**Given data:**
↓↓↓
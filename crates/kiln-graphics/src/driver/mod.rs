//! Graphics driver abstraction.
//!
//! [`Driver`] is the GL-style surface the pipeline issues calls against. It is
//! stateful and context-scoped: every call applies to whichever driver context
//! is current on the calling thread, and the order of calls is observable.
//!
//! Conventions:
//! - object handles are plain `u32`, `0` meaning "none" (bind 0 to unbind)
//! - enumerants are the GL values re-exported by `glow`
//! - uniform locations are `i32`; lookups return `None` when the name is unknown
//!
//! Backends:
//! - [`GlowDriver`]: OpenGL / GLES / WebGL2 through `glow`
//! - [`RecordingDriver`]: headless, records every call for inspection

pub mod constants;
#[cfg(not(target_arch = "wasm32"))]
mod gl;
pub mod recording;

#[cfg(not(target_arch = "wasm32"))]
pub use gl::GlowDriver;
pub use recording::{Call, RecordingDriver};

/// Opaque identity of a driver context, unique per live context.
pub type ContextId = u64;

/// Native object handle; `0` is "no object".
pub type Handle = u32;

/// Feature set reported by a driver context.
#[derive(Debug, Copy, Clone, PartialEq, Eq)]
pub struct Capabilities {
    /// GLES / WebGL context (affects the built-in shader dialect).
    pub embedded: bool,
    pub geometry_shaders: bool,
    /// `Equation::Min` / `Equation::Max` support.
    pub blend_minmax: bool,
    pub vertex_buffers: bool,
    pub vertex_array_objects: bool,
    pub framebuffer_srgb: bool,
    pub npot_textures: bool,
    /// Combined texture image units across all stages.
    pub max_texture_units: u32,
}

impl Default for Capabilities {
    /// Desktop OpenGL 3.3 core.
    fn default() -> Self {
        Self {
            embedded: false,
            geometry_shaders: true,
            blend_minmax: true,
            vertex_buffers: true,
            vertex_array_objects: true,
            framebuffer_srgb: true,
            npot_textures: true,
            max_texture_units: 16,
        }
    }
}

/// Programmable stage of a shader program.
#[derive(Debug, Copy, Clone, Eq, PartialEq, Hash)]
pub enum ShaderStage {
    Vertex,
    Geometry,
    Fragment,
}

impl ShaderStage {
    pub fn name(self) -> &'static str {
        match self {
            ShaderStage::Vertex => "vertex",
            ShaderStage::Geometry => "geometry",
            ShaderStage::Fragment => "fragment",
        }
    }
}

/// GL-style driver surface consumed by the draw pipeline, shaders and textures.
///
/// All methods take `&self`: the driver context is itself the mutable state.
pub trait Driver {
    // ── context ───────────────────────────────────────────────────────────

    /// Identity of the context current on the calling thread.
    fn context_id(&self) -> ContextId;

    fn capabilities(&self) -> Capabilities;

    /// Pops the oldest pending error code, `0` when none.
    fn get_error(&self) -> u32;

    fn flush(&self);

    // ── fixed-function state ──────────────────────────────────────────────

    fn enable(&self, cap: u32);
    fn disable(&self, cap: u32);
    fn color_mask(&self, r: bool, g: bool, b: bool, a: bool);
    fn blend_func_separate(&self, src_rgb: u32, dst_rgb: u32, src_alpha: u32, dst_alpha: u32);
    fn blend_equation_separate(&self, mode_rgb: u32, mode_alpha: u32);
    fn stencil_op(&self, stencil_fail: u32, depth_fail: u32, pass: u32);
    fn stencil_func(&self, func: u32, reference: i32, mask: u32);
    fn viewport(&self, x: i32, y: i32, width: i32, height: i32);
    fn scissor(&self, x: i32, y: i32, width: i32, height: i32);
    fn clear_color(&self, r: f32, g: f32, b: f32, a: f32);
    fn clear_stencil(&self, value: i32);
    fn clear(&self, mask: u32);

    // ── buffers & vertex arrays ───────────────────────────────────────────

    fn create_buffer(&self) -> Result<Handle, String>;
    fn delete_buffer(&self, buffer: Handle);
    fn bind_array_buffer(&self, buffer: Handle);
    fn buffer_data(&self, data: &[u8], usage: u32);
    fn buffer_sub_data(&self, offset: usize, data: &[u8]);
    fn create_vertex_array(&self) -> Result<Handle, String>;
    fn delete_vertex_array(&self, array: Handle);
    fn bind_vertex_array(&self, array: Handle);
    fn enable_vertex_attrib_array(&self, index: u32);
    fn disable_vertex_attrib_array(&self, index: u32);
    fn vertex_attrib_pointer(
        &self,
        index: u32,
        size: i32,
        data_type: u32,
        normalized: bool,
        stride: i32,
        offset: i32,
    );
    fn draw_arrays(&self, mode: u32, first: i32, count: i32);

    // ── textures ──────────────────────────────────────────────────────────

    fn create_texture(&self) -> Result<Handle, String>;
    fn delete_texture(&self, texture: Handle);
    fn active_texture(&self, unit: u32);
    fn bind_texture(&self, texture: Handle);
    /// Texture bound to the active unit, `0` when none.
    fn bound_texture(&self) -> Handle;
    fn tex_parameter(&self, pname: u32, value: i32);
    /// Allocates RGBA8 storage for the bound texture, optionally filled.
    fn tex_image_rgba(&self, width: i32, height: i32, pixels: Option<&[u8]>);
    fn tex_sub_image_rgba(&self, x: i32, y: i32, width: i32, height: i32, pixels: &[u8]);

    // ── programs ──────────────────────────────────────────────────────────

    fn create_program(&self) -> Result<Handle, String>;
    fn delete_program(&self, program: Handle);
    fn create_shader(&self, stage: ShaderStage) -> Result<Handle, String>;
    fn delete_shader(&self, shader: Handle);
    fn shader_source(&self, shader: Handle, source: &str);
    fn compile_shader(&self, shader: Handle);
    fn shader_compile_status(&self, shader: Handle) -> bool;
    fn shader_info_log(&self, shader: Handle) -> String;
    fn attach_shader(&self, program: Handle, shader: Handle);
    fn link_program(&self, program: Handle);
    fn program_link_status(&self, program: Handle) -> bool;
    fn program_info_log(&self, program: Handle) -> String;
    fn use_program(&self, program: Handle);
    /// Program currently in use, `0` when none.
    fn current_program(&self) -> Handle;
    fn uniform_location(&self, program: Handle, name: &str) -> Option<i32>;
    fn attrib_location(&self, program: Handle, name: &str) -> Option<u32>;

    // ── uniform uploads (to the program in use) ───────────────────────────

    fn uniform_f32(&self, location: i32, values: &[f32]);
    fn uniform_i32(&self, location: i32, values: &[i32]);
    /// `components` (1–4) floats per element, `values.len() / components` elements.
    fn uniform_f32_array(&self, location: i32, components: usize, values: &[f32]);
    fn uniform_matrix3(&self, location: i32, values: &[f32]);
    fn uniform_matrix4(&self, location: i32, values: &[f32]);
}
↑↑↑
**Task:** Count how many lines in the data above include the string "Clone", and write only that number.

**Output:** 2